直近の配当金は、表4のようになっています。
決算期 | 1株当たり 年間配当金(円) | 配当性向(%) |
2017年3月期 | 52.5 | 53.8 |
2018年3月期 | 55.5 | 80.4 |
2019年3月期 | 56 | 97.7 |
2020年3月期 | 57.5 | 244 |
2021年3月期 | 58 | 73.4 |
配当金は、毎年連続増配を継続しています。
配当性向は、50%以上となっており高くなっています。
同社は、
利益配分は、中期経営計画(2020-2022)[ D.C.2022 ]に基づき、中長期的に持続可能な株主還元策の拡充を行うことを推進し、2020年度より2022年度迄の3年間の総額で総還元性向をほぼ100%とすることを基本方針としています。
【直近の株価動向】
<週足チャート(直近2年間)>
株価は、昨年のコロナショック時の安値(1,269円)をつけた後、今年の3月に高値をつけるまで上昇トレンドでしたが、その後は現在まで、1,500~1,680円のレンジ内で推移しています。
<日足チャート(直近3か月間)>
日足ベースの直近の株価も、1,500~1,680円のレンジで推移しています。
今回の自社株買いと自己株式の消却の発表の翌営業日(10/11)は、+21円(+1.36%)上昇しました。
これがきっかけとなり、レンジの上限(1,680円)を上抜けてくると、もう一段高が狙えそうです。
まとめ
【業績】
- 2022年3月期1Qの業績は、テレワークの普及や巣ごもり需要により住環境に関する新たなニーズも生まれ、新設住宅着工戸数は前年の減少推移からの回復の兆しが見られているものの、会計基準が異なり単純比較はできないが、前年同期比 減収減益で、売上高は微減、利益面は3割以上の減益の結果。

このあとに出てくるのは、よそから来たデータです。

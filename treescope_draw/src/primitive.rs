// Copyright 2025 the Treescope Authors
// SPDX-License-Identifier: Apache-2.0 OR MIT

//! Renderer-facing drawable primitives.

use alloc::vec::Vec;

/// How a renderer should interpret a primitive's vertices.
#[derive(Copy, Clone, Debug, PartialEq, Eq, Hash)]
pub enum PrimitiveKind {
    /// A two-vertex line segment.
    Segment,
    /// A closed polyline outline (first vertex repeated last).
    Outline,
    /// A single marker vertex.
    Point,
}

/// One drawable item: an ordered vertex list plus the tree level it came
/// from.
///
/// The level index exists for the renderer's color/width selection; it has
/// no geometric meaning here. `V` is the vertex type of the projection that
/// produced the primitive ([`kurbo::Point`] for 1D/2D, [`glam::DVec3`] for
/// 3D).
#[derive(Clone, Debug, PartialEq)]
pub struct Primitive<V> {
    /// Tree level the source entry sat at (leaf points use the leaf level).
    pub level: usize,
    /// Drawing interpretation of the vertices.
    pub kind: PrimitiveKind,
    /// The vertices, in draw order.
    pub vertices: Vec<V>,
}
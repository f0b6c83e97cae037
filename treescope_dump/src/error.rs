// Copyright 2025 the Treescope Authors
// SPDX-License-Identifier: Apache-2.0 OR MIT

//! Errors reported by [`decode`](crate::decode) and friends.

use alloc::string::String;
use thiserror::Error;

/// Why a dump could not be decoded.
///
/// Decoding is all-or-nothing: on any error no partial
/// [`Tree`](crate::Tree) is produced. A malformed dump is a permanent
/// condition, so there is no retry path; callers should abort the
/// visualization run and surface the message. `line` fields are 1-based
/// positions in the dump text.
#[derive(Debug, Error)]
pub enum DecodeError {
    /// The dump contained no lines at all.
    #[error("empty dump")]
    Empty,

    /// A line did not begin with a non-negative integer entry count.
    #[error("line {line}: expected a leading entry count, found {token:?}")]
    InvalidCount {
        /// Line the bad count was found on.
        line: usize,
        /// The offending token (empty for a blank line).
        token: String,
    },

    /// A field failed numeric parsing.
    #[error("line {line}: not a number: {token:?}")]
    InvalidNumber {
        /// Line the bad field was found on.
        line: usize,
        /// The offending token.
        token: String,
    },

    /// A line's declared entry count disagrees with the fields present.
    #[error(
        "line {line}: {declared} declared entries need {expected} fields, found {found}"
    )]
    FieldCount {
        /// Line with the mismatch.
        line: usize,
        /// Entry count the line declared.
        declared: usize,
        /// Fields the declared count implies.
        expected: usize,
        /// Fields actually present.
        found: usize,
    },

    /// The dump ended before the declared leaf line was consumed.
    #[error("dump truncated at line {found}, expected {expected} lines")]
    Truncated {
        /// Lines the header implies (`L + 2`).
        expected: usize,
        /// Lines actually present.
        found: usize,
    },

    /// A dimensionality outside 1..=3 was requested.
    #[error("unsupported dimensionality {0}, expected 1, 2, or 3")]
    UnsupportedDim(usize),

    /// The dump file could not be read.
    #[cfg(feature = "std")]
    #[error("reading dump: {0}")]
    Io(#[from] std::io::Error),
}
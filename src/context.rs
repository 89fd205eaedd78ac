use crate::assets::ModelLoader;
use crate::landscape::Landscape;
use crate::landscape::combos::ComboGroup;
use crate::player::Player;
use crate::terrain::TerrainHeight;
use crate::track::TrackSpline;
use anyhow::Result;
use glam::Vec3;
use log::info;
use std::path::PathBuf;
use std::sync::Arc;

/// Everything needed to load a level.
pub struct LevelDescriptor {
    pub track_name: String,
    /// Ordered control points of the closed track loop.
    pub control_points: Vec<Vec3>,
    /// Road width at each control point.
    pub road_widths: Vec<f32>,
    pub combos: Vec<ComboGroup>,
    /// Directory the best replay is loaded from and saved to.
    pub replay_dir: PathBuf,
}

/// Owns the simulation state of one race: the landscape (track, scenery,
/// replays) and the player. Created at level load, dropped at teardown;
/// the simulation and rendering entry points receive it explicitly instead
/// of reaching for globals.
pub struct RaceContext {
    landscape: Landscape,
    player: Player,
}

impl RaceContext {
    pub fn load(
        level: LevelDescriptor,
        terrain: Arc<dyn TerrainHeight>,
        model_loader: Arc<dyn ModelLoader>,
    ) -> Result<Self> {
        info!("Loading level {}", level.track_name);

        let track = TrackSpline::from_points(&level.control_points, &level.road_widths)?;
        let mut landscape = Landscape::new(
            level.track_name,
            track,
            level.combos,
            terrain,
            model_loader,
            level.replay_dir,
        );

        let mut player = Player::new();
        landscape.set_car_to_start_position(&mut player);

        Ok(Self { landscape, player })
    }

    pub fn landscape(&self) -> &Landscape {
        &self.landscape
    }

    pub fn landscape_mut(&mut self) -> &mut Landscape {
        &mut self.landscape
    }

    pub fn player(&self) -> &Player {
        &self.player
    }

    pub fn player_mut(&mut self) -> &mut Player {
        &mut self.player
    }

    /// One simulation step. The car physics outside this crate has already
    /// written the car transform into the player for this frame.
    pub fn update(&mut self, delta_ms: f32) {
        self.player.update(&mut self.landscape, delta_ms);
    }

    /// Restart the race on the same landscape.
    pub fn restart(&mut self) {
        self.player.reset();
        self.landscape.set_car_to_start_position(&mut self.player);
    }
}

impl Drop for RaceContext {
    fn drop(&mut self) {
        // Don't tear the level down in the middle of a replay write.
        if let Err(cause) = self.landscape.wait_for_pending_save() {
            log::warn!("{:#}", cause);
        }
    }
}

- 2022年3月期の通期計画は前期比で、利益面は減益を見込んでいる。
- 2022年3月期の通期予想に対する進捗率は、1Q終了時点で、売上高はそこそこだが、利益面は遅れている状況。
【株主還元】
- 配当の年利回りは3.7%で、東証1部の単純平均1.86%(10/8時点) と比較すると2倍近い水準であり、直近5年間は連続増配を継続している。
- 株主還元の一環の自社株買いは、今期に入り既に2回も実施しており、今回は3回目で計200万株の自己株式取得となる。
- 2020年度より2022年度迄の3年間の総額で、総還元性向をほぼ100%とすることを基本方針としている。
【流動性・自社株買い数量】
- 直近の出来高の5日平均は1,770百株、25日平均は1,291百株で、流動性は平均的な水準。
- 自社株買いの株数は、発行済株式総数(自己株式を除く)の1.68%とほどほどの数量。
【株価モメンタム】
- 株価は、昨年のコロナショック時の安値(1,269円)をつけた後、今年の3月に高値をつけるまで上昇トレンドだったが、その後は現在まで、1,500~1,680円のレンジ内で推移している。
- 今回の自社株買いと自己株式の消却の発表の翌営業日(10/11)は、+21円(+1.36%)上昇した。これがきっかけとなり、レンジの上限(1,680円)を上抜けてくると、もう一段高が狙えそう。
以上のことから、
レベル(最低⭐~最高⭐⭐⭐⭐⭐) | |
業績 | ⭐⭐ |
配当を含む株主還元 | ⭐⭐⭐⭐ |
株価モメンタム | ⭐⭐⭐ |
流動性 | ⭐⭐⭐ |
自社株買い数量 | ⭐⭐⭐ |
総合判定 | ⭐⭐⭐(中立) |
と判断しました。
最後までご覧いただき、ありがとうございました!
※株式投資の実際の売買は、自己判断、自己責任でお願いします。